### EXERCISE DETAILS
I'd like every record given again exactly, please.

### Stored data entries
= Beginning of Section =

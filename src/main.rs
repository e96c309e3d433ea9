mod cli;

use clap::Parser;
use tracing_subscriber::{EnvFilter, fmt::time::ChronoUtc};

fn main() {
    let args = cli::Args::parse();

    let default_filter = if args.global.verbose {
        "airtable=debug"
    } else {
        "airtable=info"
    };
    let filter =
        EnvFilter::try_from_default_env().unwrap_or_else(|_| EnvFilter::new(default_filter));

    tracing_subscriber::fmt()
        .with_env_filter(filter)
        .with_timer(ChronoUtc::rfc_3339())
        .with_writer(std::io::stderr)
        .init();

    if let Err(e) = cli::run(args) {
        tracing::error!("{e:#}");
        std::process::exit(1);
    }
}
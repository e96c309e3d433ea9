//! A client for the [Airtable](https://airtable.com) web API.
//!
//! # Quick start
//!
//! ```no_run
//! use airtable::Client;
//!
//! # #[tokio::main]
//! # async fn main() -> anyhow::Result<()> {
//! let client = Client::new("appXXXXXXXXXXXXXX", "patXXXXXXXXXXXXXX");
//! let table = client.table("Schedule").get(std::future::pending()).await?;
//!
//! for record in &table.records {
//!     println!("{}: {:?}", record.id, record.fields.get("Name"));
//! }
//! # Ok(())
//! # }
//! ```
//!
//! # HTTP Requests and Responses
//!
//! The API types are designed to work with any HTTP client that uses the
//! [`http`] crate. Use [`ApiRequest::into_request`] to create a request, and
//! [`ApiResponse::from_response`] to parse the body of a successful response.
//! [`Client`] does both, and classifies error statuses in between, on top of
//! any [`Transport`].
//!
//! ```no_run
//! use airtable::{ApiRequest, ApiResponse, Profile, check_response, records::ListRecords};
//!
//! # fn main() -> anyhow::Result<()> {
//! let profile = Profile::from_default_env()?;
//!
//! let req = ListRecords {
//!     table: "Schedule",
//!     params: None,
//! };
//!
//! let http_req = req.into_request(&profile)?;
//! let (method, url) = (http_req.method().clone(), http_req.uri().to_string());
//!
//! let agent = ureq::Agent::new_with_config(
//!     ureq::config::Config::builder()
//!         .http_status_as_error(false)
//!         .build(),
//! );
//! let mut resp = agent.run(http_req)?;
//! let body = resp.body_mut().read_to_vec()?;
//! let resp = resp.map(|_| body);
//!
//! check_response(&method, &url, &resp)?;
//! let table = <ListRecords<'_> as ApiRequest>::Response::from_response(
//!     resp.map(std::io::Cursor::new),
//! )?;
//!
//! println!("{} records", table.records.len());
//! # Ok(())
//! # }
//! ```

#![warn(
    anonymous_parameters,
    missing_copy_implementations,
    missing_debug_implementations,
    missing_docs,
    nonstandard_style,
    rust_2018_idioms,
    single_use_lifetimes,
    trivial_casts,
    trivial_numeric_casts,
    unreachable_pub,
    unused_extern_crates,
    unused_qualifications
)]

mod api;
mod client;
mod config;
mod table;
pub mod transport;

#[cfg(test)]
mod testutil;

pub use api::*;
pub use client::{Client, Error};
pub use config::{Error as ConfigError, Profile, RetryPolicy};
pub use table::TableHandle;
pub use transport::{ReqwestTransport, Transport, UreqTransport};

= End of Section =

### EXERCISE OUTPUT
filename src/main.rs
repository e96c309e3d433ea9
mod cli;

use clap::Parser;
use tracing_subscriber::{EnvFilter, fmt::time::ChronoUtc};

fn main() {
    let args = cli::Args::parse();

    let default_filter = if args.global.verbose {
        "airtable=debug"
    } else {
        "airtable=info"
    };
    let filter =
        EnvFilter::try_from_default_env().unwrap_or_else(|_| EnvFilter::new(default_filter));

    tracing_subscriber::fmt()
        .with_env_filter(filter)
        .with_timer(ChronoUtc::rfc_3339())
        .with_writer(std::io::stderr)
        .init();

    if let Err(e) = cli::run(args) {
        tracing::error!("{e:#}");
        std::process::exit(1);
    }
}
repository e96c309e3d433ea9
//! A client for the [Airtable](https://airtable.com) web API.
//!
//! # Quick start
//!
//! ```no_run
//! use airtable::Client;
//!
//! # #[tokio::main]
//! # async fn main() -> anyhow::Result<()> {
//! let client = Client::new("appXXXXXXXXXXXXXX", "patXXXXXXXXXXXXXX");
//! let table = client.table("Schedule").get(std::future::pending()).await?;
//!
//! for record in &table.records {
//!     println!("{}: {:?}", record.id, record.fields.get("Name"));
//! }
//! # Ok(())
//! # }
//! ```
//!
//! # HTTP Requests and Responses
//!
//! The API types are designed to work with any HTTP client that uses the
//! [`http`] crate. Use [`ApiRequest::into_request`] to create a request, and
//! [`ApiResponse::from_response`] to parse the body of a successful response.
//! [`Client`] does both, and classifies error statuses in between, on top of
//! any [`Transport`].
//!
//! ```no_run
//! use airtable::{ApiRequest, ApiResponse, Profile, check_response, records::ListRecords};
//!
//! # fn main() -> anyhow::Result<()> {
//! let profile = Profile::from_default_env()?;
//!
//! let req = ListRecords {
//!     table: "Schedule",
//!     params: None,
//! };
//!
//! let http_req = req.into_request(&profile)?;
//! let (method, url) = (http_req.method().clone(), http_req.uri().to_string());
//!
//! let agent = ureq::Agent::new_with_config(
//!     ureq::config::Config::builder()
//!         .http_status_as_error(false)
//!         .build(),
//! );
//! let mut resp = agent.run(http_req)?;
//! let body = resp.body_mut().read_to_vec()?;
//! let resp = resp.map(|_| body);
//!
//! check_response(&method, &url, &resp)?;
//! let table = <ListRecords<'_> as ApiRequest>::Response::from_response(
//!     resp.map(std::io::Cursor::new),
//! )?;
//!
//! println!("{} records", table.records.len());
//! # Ok(())
//! # }
//! ```

#![warn(
    anonymous_parameters,
    missing_copy_implementations,
    missing_debug_implementations,
    missing_docs,
    nonstandard_style,
    rust_2018_idioms,
    single_use_lifetimes,
    trivial_casts,
    trivial_numeric_casts,
    unreachable_pub,
    unused_extern_crates,
    unused_qualifications
)]

mod api;
mod client;
mod config;
mod table;
pub mod transport;

#[cfg(test)]
mod testutil;

pub use api::*;
pub use client::{Client, Error};
pub use config::{Error as ConfigError, Profile, RetryPolicy};
pub use table::TableHandle;
pub use transport::{ReqwestTransport, Transport, UreqTransport};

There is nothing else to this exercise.